## Exercise
Within the records that follow, determine how many lines include the word "DataLoaded". State the number and nothing further.

**********

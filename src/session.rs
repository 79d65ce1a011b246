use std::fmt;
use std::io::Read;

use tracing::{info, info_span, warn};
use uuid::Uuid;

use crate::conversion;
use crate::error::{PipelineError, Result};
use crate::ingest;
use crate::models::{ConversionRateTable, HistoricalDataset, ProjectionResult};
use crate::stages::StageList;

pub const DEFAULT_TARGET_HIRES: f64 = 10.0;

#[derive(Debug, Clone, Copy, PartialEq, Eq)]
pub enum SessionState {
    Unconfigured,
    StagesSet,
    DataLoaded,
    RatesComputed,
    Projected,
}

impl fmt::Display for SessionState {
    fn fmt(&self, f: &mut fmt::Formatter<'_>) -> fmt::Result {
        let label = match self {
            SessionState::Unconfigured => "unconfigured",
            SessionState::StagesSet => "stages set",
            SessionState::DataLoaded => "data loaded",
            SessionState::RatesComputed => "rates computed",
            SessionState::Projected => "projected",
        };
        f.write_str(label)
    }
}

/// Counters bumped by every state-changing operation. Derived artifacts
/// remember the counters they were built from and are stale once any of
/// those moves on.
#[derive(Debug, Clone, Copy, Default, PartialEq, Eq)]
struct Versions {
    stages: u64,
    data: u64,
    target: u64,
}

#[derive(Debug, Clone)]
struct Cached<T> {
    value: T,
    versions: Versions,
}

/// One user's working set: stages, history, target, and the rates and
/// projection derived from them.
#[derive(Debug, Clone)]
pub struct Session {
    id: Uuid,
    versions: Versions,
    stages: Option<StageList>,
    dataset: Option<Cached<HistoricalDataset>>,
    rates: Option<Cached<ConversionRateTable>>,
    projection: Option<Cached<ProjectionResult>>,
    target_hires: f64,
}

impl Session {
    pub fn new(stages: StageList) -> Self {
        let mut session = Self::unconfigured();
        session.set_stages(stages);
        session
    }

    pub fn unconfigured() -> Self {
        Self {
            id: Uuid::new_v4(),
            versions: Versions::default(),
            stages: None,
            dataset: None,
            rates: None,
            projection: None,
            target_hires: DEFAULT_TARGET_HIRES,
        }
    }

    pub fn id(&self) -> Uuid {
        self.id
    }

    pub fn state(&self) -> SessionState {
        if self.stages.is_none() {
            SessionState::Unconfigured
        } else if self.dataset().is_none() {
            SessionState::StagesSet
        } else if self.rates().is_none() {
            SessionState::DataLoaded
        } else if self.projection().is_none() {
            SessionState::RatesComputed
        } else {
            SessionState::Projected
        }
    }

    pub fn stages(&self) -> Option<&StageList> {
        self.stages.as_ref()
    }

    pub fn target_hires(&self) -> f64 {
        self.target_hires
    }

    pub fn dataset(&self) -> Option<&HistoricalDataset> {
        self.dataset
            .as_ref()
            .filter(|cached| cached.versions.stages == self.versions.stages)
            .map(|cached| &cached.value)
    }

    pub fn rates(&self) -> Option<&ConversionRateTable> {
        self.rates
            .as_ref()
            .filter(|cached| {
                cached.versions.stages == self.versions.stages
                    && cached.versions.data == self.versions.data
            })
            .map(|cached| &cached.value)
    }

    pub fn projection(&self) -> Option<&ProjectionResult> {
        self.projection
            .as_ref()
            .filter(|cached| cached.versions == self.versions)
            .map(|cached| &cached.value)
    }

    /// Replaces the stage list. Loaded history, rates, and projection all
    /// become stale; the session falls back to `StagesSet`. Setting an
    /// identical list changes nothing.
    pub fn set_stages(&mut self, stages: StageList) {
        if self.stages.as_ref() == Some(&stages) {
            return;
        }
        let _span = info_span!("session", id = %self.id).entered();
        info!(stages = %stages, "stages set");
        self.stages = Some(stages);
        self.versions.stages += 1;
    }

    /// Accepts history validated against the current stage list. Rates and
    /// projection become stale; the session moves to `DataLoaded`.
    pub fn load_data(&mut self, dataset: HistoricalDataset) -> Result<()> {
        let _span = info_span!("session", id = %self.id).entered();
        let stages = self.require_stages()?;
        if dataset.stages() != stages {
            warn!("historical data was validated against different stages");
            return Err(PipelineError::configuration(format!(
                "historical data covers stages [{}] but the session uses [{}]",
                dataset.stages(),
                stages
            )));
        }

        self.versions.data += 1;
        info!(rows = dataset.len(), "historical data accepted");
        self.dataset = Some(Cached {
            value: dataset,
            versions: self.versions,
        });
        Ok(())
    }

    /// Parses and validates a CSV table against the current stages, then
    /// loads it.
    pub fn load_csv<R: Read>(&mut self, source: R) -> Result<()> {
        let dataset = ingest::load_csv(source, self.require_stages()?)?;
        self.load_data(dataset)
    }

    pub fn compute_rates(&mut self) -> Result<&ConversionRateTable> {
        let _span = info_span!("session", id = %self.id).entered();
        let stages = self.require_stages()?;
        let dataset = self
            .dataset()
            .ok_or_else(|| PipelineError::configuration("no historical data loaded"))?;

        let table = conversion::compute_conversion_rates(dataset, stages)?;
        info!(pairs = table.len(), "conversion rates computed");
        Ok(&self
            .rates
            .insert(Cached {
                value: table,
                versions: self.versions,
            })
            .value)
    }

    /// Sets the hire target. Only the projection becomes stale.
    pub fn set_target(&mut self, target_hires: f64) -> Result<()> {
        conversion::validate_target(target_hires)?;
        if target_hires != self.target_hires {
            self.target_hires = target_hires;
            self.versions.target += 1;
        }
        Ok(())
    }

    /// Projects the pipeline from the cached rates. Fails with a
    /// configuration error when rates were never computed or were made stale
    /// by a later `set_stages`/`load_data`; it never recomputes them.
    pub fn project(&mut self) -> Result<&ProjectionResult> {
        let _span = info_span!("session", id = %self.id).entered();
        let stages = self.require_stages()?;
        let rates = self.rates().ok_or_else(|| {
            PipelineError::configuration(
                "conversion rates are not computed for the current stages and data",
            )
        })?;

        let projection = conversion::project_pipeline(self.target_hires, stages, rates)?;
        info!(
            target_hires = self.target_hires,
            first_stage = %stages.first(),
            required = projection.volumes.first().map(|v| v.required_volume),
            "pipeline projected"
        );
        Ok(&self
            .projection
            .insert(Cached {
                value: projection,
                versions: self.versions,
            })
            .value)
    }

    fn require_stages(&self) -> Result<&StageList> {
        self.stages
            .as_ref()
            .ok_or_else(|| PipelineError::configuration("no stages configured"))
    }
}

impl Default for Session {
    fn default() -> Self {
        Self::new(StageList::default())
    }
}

**********

## Response to the exercise
4